▶ **WHAT IS NEEDED**
For the material below, state how many lines have the word "unsafe" in them, with no other words.
---- DATASET CONTENT
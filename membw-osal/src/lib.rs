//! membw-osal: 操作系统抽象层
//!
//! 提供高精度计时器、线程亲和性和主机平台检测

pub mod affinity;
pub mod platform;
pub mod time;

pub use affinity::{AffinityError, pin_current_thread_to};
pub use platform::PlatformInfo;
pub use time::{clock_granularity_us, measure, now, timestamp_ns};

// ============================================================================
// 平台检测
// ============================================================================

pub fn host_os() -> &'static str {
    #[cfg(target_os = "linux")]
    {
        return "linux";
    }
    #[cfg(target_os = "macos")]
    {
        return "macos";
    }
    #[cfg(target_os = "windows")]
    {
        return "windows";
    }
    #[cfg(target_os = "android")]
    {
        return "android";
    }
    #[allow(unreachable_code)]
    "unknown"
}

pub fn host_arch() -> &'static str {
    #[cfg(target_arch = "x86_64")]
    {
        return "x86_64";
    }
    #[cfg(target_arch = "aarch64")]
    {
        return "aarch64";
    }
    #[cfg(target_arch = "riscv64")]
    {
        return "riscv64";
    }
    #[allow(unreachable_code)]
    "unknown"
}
--------
---- DATASET CONTENT
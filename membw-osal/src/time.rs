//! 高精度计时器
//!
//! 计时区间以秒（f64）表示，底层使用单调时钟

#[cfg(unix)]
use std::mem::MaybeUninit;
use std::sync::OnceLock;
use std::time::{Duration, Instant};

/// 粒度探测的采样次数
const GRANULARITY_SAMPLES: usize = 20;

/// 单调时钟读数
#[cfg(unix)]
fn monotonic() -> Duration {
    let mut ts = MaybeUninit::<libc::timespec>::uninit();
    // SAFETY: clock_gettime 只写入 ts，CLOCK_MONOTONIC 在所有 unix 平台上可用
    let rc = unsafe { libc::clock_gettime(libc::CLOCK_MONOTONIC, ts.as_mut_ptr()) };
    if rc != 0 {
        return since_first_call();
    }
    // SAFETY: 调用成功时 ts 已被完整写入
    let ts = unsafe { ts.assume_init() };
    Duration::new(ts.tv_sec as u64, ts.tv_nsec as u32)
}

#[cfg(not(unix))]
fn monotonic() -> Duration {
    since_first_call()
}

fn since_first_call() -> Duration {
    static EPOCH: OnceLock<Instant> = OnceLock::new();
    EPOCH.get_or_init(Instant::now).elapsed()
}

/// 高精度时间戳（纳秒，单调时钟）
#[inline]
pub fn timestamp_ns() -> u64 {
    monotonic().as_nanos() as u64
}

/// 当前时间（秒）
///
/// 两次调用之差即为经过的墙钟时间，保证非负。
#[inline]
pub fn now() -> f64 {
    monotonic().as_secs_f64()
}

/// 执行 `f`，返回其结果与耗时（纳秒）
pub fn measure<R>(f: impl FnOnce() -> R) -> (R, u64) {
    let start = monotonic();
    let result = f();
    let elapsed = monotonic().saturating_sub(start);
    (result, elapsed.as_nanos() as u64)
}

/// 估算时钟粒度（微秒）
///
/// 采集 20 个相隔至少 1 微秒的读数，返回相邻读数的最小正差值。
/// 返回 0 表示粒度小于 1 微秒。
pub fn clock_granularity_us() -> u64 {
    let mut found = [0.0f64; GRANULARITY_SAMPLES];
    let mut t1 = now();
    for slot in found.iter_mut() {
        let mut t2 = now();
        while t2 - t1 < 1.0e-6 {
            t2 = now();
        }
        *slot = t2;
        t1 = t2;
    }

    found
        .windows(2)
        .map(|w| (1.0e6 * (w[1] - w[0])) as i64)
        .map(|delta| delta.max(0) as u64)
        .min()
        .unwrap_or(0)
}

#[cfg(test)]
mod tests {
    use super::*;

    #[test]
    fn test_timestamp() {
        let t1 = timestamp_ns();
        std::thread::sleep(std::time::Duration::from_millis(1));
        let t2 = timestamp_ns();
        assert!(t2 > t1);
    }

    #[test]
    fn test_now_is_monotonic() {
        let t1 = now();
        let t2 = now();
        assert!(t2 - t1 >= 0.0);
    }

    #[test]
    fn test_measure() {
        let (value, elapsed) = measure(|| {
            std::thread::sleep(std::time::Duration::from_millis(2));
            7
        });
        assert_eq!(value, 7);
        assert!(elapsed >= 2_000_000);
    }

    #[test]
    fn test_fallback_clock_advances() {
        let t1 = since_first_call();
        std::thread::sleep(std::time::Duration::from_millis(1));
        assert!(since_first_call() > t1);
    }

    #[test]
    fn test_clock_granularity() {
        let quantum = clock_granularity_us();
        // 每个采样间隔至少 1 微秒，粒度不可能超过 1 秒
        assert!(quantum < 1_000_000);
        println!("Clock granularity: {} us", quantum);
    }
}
--------
▶ **TASK ANSWER**
2